Required action: Top to bottom, output the entries that follow exactly.

Supplied entries:

//! Extractor configuration

use crate::error::{Error, Result};
use crate::pdf::TableSettings;
use std::path::Path;
use std::time::Duration;

/// Default vision-capable model
pub const DEFAULT_MODEL: &str = "gpt-4o";

/// Default rendering resolution in DPI
pub const DEFAULT_RESOLUTION: u32 = 400;

/// Default chat completions endpoint base
pub const DEFAULT_API_BASE_URL: &str = "https://api.openai.com/v1";

/// Default JPEG quality for rendered pages sent to the model
pub const DEFAULT_JPEG_QUALITY: u8 = 75;

/// File extensions accepted by the extractor (compared case-insensitively)
pub const SUPPORTED_EXTENSIONS: &[&str] = &["pdf"];

/// Check whether a path has a supported extension
pub fn is_supported_extension(path: &Path) -> bool {
    path.extension()
        .and_then(|ext| ext.to_str())
        .map(|ext| {
            SUPPORTED_EXTENSIONS
                .iter()
                .any(|supported| ext.eq_ignore_ascii_case(supported))
        })
        .unwrap_or(false)
}

/// Construction-time configuration for the table extractor.
///
/// Read-only once an extractor has been built from it.
#[derive(Debug, Clone)]
pub struct ExtractorConfig {
    /// API credential; falls back to `OPENAI_API_KEY` when unset
    pub api_key: Option<String>,
    /// Rendering resolution in DPI for table pages
    pub resolution: u32,
    /// Model identifier sent with every request
    pub model: String,
    /// Base URL of the chat completions API
    pub api_base_url: String,
    /// Timeout for a single model request
    pub request_timeout: Duration,
    /// JPEG quality (1-100) used when encoding rendered pages
    pub jpeg_quality: u8,
    /// Structural table detection settings
    pub table_settings: TableSettings,
}

impl Default for ExtractorConfig {
    fn default() -> Self {
        Self {
            api_key: None,
            resolution: DEFAULT_RESOLUTION,
            model: DEFAULT_MODEL.to_string(),
            api_base_url: DEFAULT_API_BASE_URL.to_string(),
            request_timeout: Duration::from_secs(120),
            jpeg_quality: DEFAULT_JPEG_QUALITY,
            table_settings: TableSettings::default(),
        }
    }
}

impl ExtractorConfig {
    pub fn with_api_key(mut self, api_key: impl Into<String>) -> Self {
        self.api_key = Some(api_key.into());
        self
    }

    pub fn with_resolution(mut self, resolution: u32) -> Self {
        self.resolution = resolution;
        self
    }

    pub fn with_model(mut self, model: impl Into<String>) -> Self {
        self.model = model.into();
        self
    }

    pub fn with_api_base_url(mut self, url: impl Into<String>) -> Self {
        self.api_base_url = url.into();
        self
    }

    pub fn with_table_settings(mut self, settings: TableSettings) -> Self {
        self.table_settings = settings;
        self
    }

    /// Build a config from environment variables, keeping defaults for unset ones.
    ///
    /// Reads `OPENAI_API_KEY`, `DEEP_PDF_MODEL`, `DEEP_PDF_RESOLUTION` and
    /// `DEEP_PDF_API_BASE`.
    pub fn from_env() -> Result<Self> {
        Self::from_lookup(|key| std::env::var(key).ok())
    }

    pub(crate) fn from_lookup<F>(lookup: F) -> Result<Self>
    where
        F: Fn(&str) -> Option<String>,
    {
        let mut config = Self::default();

        if let Some(key) = lookup("OPENAI_API_KEY").filter(|k| !k.is_empty()) {
            config.api_key = Some(key);
        }
        if let Some(model) = lookup("DEEP_PDF_MODEL").filter(|m| !m.is_empty()) {
            config.model = model;
        }
        if let Some(resolution) = lookup("DEEP_PDF_RESOLUTION") {
            config.resolution = resolution.trim().parse().map_err(|_| Error::Config {
                reason: format!("DEEP_PDF_RESOLUTION must be an integer, got {:?}", resolution),
            })?;
        }
        if let Some(base) = lookup("DEEP_PDF_API_BASE").filter(|b| !b.is_empty()) {
            config.api_base_url = base;
        }

        config.validate()?;
        Ok(config)
    }

    /// Reject values the renderer or encoder cannot work with
    pub fn validate(&self) -> Result<()> {
        if self.resolution == 0 || self.resolution > 1200 {
            return Err(Error::Config {
                reason: format!(
                    "resolution must be between 1 and 1200 DPI, got {}",
                    self.resolution
                ),
            });
        }
        if self.jpeg_quality == 0 || self.jpeg_quality > 100 {
            return Err(Error::Config {
                reason: format!(
                    "jpeg_quality must be between 1 and 100, got {}",
                    self.jpeg_quality
                ),
            });
        }
        if self.model.trim().is_empty() {
            return Err(Error::Config {
                reason: "model must not be empty".to_string(),
            });
        }
        Ok(())
    }
}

Written response:
//! Extractor configuration

use crate::error::{Error, Result};
use crate::pdf::TableSettings;
use std::path::Path;
use std::time::Duration;

/// Default vision-capable model
pub const DEFAULT_MODEL: &str = "gpt-4o";

/// Default rendering resolution in DPI
pub const DEFAULT_RESOLUTION: u32 = 400;

/// Default chat completions endpoint base
pub const DEFAULT_API_BASE_URL: &str = "https://api.openai.com/v1";

/// Default JPEG quality for rendered pages sent to the model
pub const DEFAULT_JPEG_QUALITY: u8 = 75;

/// File extensions accepted by the extractor (compared case-insensitively)
pub const SUPPORTED_EXTENSIONS: &[&str] = &["pdf"];

/// Check whether a path has a supported extension
pub fn is_supported_extension(path: &Path) -> bool {
    path.extension()
        .and_then(|ext| ext.to_str())
        .map(|ext| {
            SUPPORTED_EXTENSIONS
                .iter()
                .any(|supported| ext.eq_ignore_ascii_case(supported))
        })
        .unwrap_or(false)
}

/// Construction-time configuration for the table extractor.
///
/// Read-only once an extractor has been built from it.
#[derive(Debug, Clone)]
pub struct ExtractorConfig {
    /// API credential; falls back to `OPENAI_API_KEY` when unset
    pub api_key: Option<String>,
    /// Rendering resolution in DPI for table pages
    pub resolution: u32,
    /// Model identifier sent with every request
    pub model: String,
    /// Base URL of the chat completions API
    pub api_base_url: String,
    /// Timeout for a single model request
    pub request_timeout: Duration,
    /// JPEG quality (1-100) used when encoding rendered pages
    pub jpeg_quality: u8,
    /// Structural table detection settings
    pub table_settings: TableSettings,
}

impl Default for ExtractorConfig {
    fn default() -> Self {
        Self {
            api_key: None,
            resolution: DEFAULT_RESOLUTION,
            model: DEFAULT_MODEL.to_string(),
            api_base_url: DEFAULT_API_BASE_URL.to_string(),
            request_timeout: Duration::from_secs(120),
            jpeg_quality: DEFAULT_JPEG_QUALITY,
            table_settings: TableSettings::default(),
        }
    }
}

impl ExtractorConfig {
    pub fn with_api_key(mut self, api_key: impl Into<String>) -> Self {
        self.api_key = Some(api_key.into());
        self
    }

    pub fn with_resolution(mut self, resolution: u32) -> Self {
        self.resolution = resolution;
        self
    }

    pub fn with_model(mut self, model: impl Into<String>) -> Self {
        self.model = model.into();
        self
    }

    pub fn with_api_base_url(mut self, url: impl Into<String>) -> Self {
        self.api_base_url = url.into();
        self
    }

    pub fn with_table_settings(mut self, settings: TableSettings) -> Self {
        self.table_settings = settings;
        self
    }

    /// Build a config from environment variables, keeping defaults for unset ones.
    ///
    /// Reads `OPENAI_API_KEY`, `DEEP_PDF_MODEL`, `DEEP_PDF_RESOLUTION` and
    /// `DEEP_PDF_API_BASE`.
    pub fn from_env() -> Result<Self> {
        Self::from_lookup(|key| std::env::var(key).ok())
    }

    pub(crate) fn from_lookup<F>(lookup: F) -> Result<Self>
    where
        F: Fn(&str) -> Option<String>,
    {
        let mut config = Self::default();

        if let Some(key) = lookup("OPENAI_API_KEY").filter(|k| !k.is_empty()) {
            config.api_key = Some(key);
        }
        if let Some(model) = lookup("DEEP_PDF_MODEL").filter(|m| !m.is_empty()) {
            config.model = model;
        }
        if let Some(resolution) = lookup("DEEP_PDF_RESOLUTION") {
            config.resolution = resolution.trim().parse().map_err(|_| Error::Config {
                reason: format!("DEEP_PDF_RESOLUTION must be an integer, got {:?}", resolution),
            })?;
        }
        if let Some(base) = lookup("DEEP_PDF_API_BASE").filter(|b| !b.is_empty()) {
            config.api_base_url = base;
        }

        config.validate()?;
        Ok(config)
    }

    /// Reject values the renderer or encoder cannot work with
    pub fn validate(&self) -> Result<()> {
        if self.resolution == 0 || self.resolution > 1200 {
            return Err(Error::Config {
                reason: format!(
                    "resolution must be between 1 and 1200 DPI, got {}",
                    self.resolution
                ),
            });
        }
        if self.jpeg_quality == 0 || self.jpeg_quality > 100 {
            return Err(Error::Config {
                reason: format!(
                    "jpeg_quality must be between 1 and 100, got {}",
                    self.jpeg_quality
                ),
            });
        }
        if self.model.trim().is_empty() {
            return Err(Error::Config {
                reason: "model must not be empty".to_string(),
            });
        }
        Ok(())
    }
}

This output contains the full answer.